インソールのクッション性: レザーの代わりに低反発ウレタン素材ポロンを使用した中底により、優れたクッション性を実現しています。長時間の使用でも疲れにくい設計は、さすがワーカー向けに開発された靴だと感じます。
現在の課題点
フィッティングの調整が必要
親指外側の圧迫感: 現在のところ、親指の外側が当たって多少痛みがあります。まだ革が馴染んでいない部分もあり、継続的な使用により改善が期待できそうです。
重量感
スチールトゥの影響: 先芯がスチールトゥのようで、通常のポストマンに比べて重量感があります。安全性は高いものの、日常使いでは少し重く感じることがあります。
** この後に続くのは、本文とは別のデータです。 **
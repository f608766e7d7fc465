//! gomuks, the terminal client written in Go.

use matrix_link::{Link, LinkKind};

use crate::client::Client;
use crate::clients::join_command;
use crate::install::InstallLink;
use crate::maturity::Maturity;
use crate::platform::Platform;

/// gomuks descriptor.
pub struct Gomuks;

impl Client for Gomuks {
    fn id(&self) -> &'static str {
        "gomuks"
    }

    fn name(&self) -> &'static str {
        "gomuks"
    }

    fn description(&self) -> &'static str {
        "A terminal-based Matrix client"
    }

    fn homepage(&self) -> Option<&'static str> {
        Some("https://github.com/gomuks/gomuks")
    }

    fn maturity(&self) -> Maturity {
        Maturity::Alpha
    }

    fn platforms(&self) -> &'static [Platform] {
        &[Platform::Windows, Platform::MacOs, Platform::Linux]
    }

    fn supports(&self, link: &Link) -> bool {
        matches!(link.kind(), LinkKind::RoomAlias | LinkKind::RoomId)
    }

    fn deep_link(&self, _platform: Platform, _link: &Link) -> Option<String> {
        None
    }

    fn install_links(&self, _platform: Platform) -> Vec<InstallLink> {
        vec![InstallLink::website("https://github.com/gomuks/gomuks")]
    }

    fn link_instructions(&self, _platform: Platform, link: &Link) -> Option<String> {
        Some(format!("Type /join {}", link.identifier()))
    }

    fn copy_string(&self, _platform: Platform, link: &Link) -> Option<String> {
        join_command(link)
    }
}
これらの点は、ワークシューズとしての機能を重視した結果であり、慣れと共に問題は軽減されると思います。
スーパーソール製法の注意点
修理に関する制約
スーパーソールを使用した商品の重要な特徴として、ソール交換ができないという点があります。これは、ダイレクト・インジェクション製法による底付けが施されているためで、日本での一般的なソール交換は対応不可となっています。
このため、アッパーのケアをしっかりと行い、ソールを大切に使用することが長期愛用の鍵となります。
90年代製造個体の価値
ヴィンテージとしての魅力
90年代製造ということは、すでに生産から約30年が経過している計算になります。この時代のレッドウィング製品は、現在とは異なる仕様や品質特性を持つことがあり、ヴィンテージアイテムとしての価値も有しています。
コンディションの良好さ
メルカリで購入した個体は、30年近い年月を経ているにも関わらず良好なコンディションを保っています。これは、スーパーソール製法の耐久性の高さと、前の持ち主による適切な保管・使用の証明でもあります。

平紐に変えました。私はこちらの方がフィットした履き心地になり好みです。
これからの付き合い方
エイジングの楽しみ
すでに30年の歴史を持つこの2206ですが、これからも私なりの使い方でさらなる変化を楽しんでいきたいと思います。スーパーソールは修理ができない分、より大切に扱いながら、その独特な履き心地を堪能していきます。購入してすぐに純正のニーツフットオイルを塗布しました。ガラスレザーではないので、101とは違う育ち方をするでしょう。
まとめ
レッドウィング2206は、通常のポストマンシューズとは異なるスーパーソール製法を採用した希少なモデルです。モカシントゥデザインとスーパーソールの組み合わせにより、他では味わえない独特な履き心地と見た目を提供してくれます。
90年代製造という年代を考慮すれば、メルカリでの発見は幸運でした。現在のフィッティングの課題はありますが、これも含めて靴との付き合い方の一部として楽しんでいきたいと思います。
スーパーソール製法という特殊な技術による靴を体験できることは、レッドウィング愛好家としても貴重な経験となっています。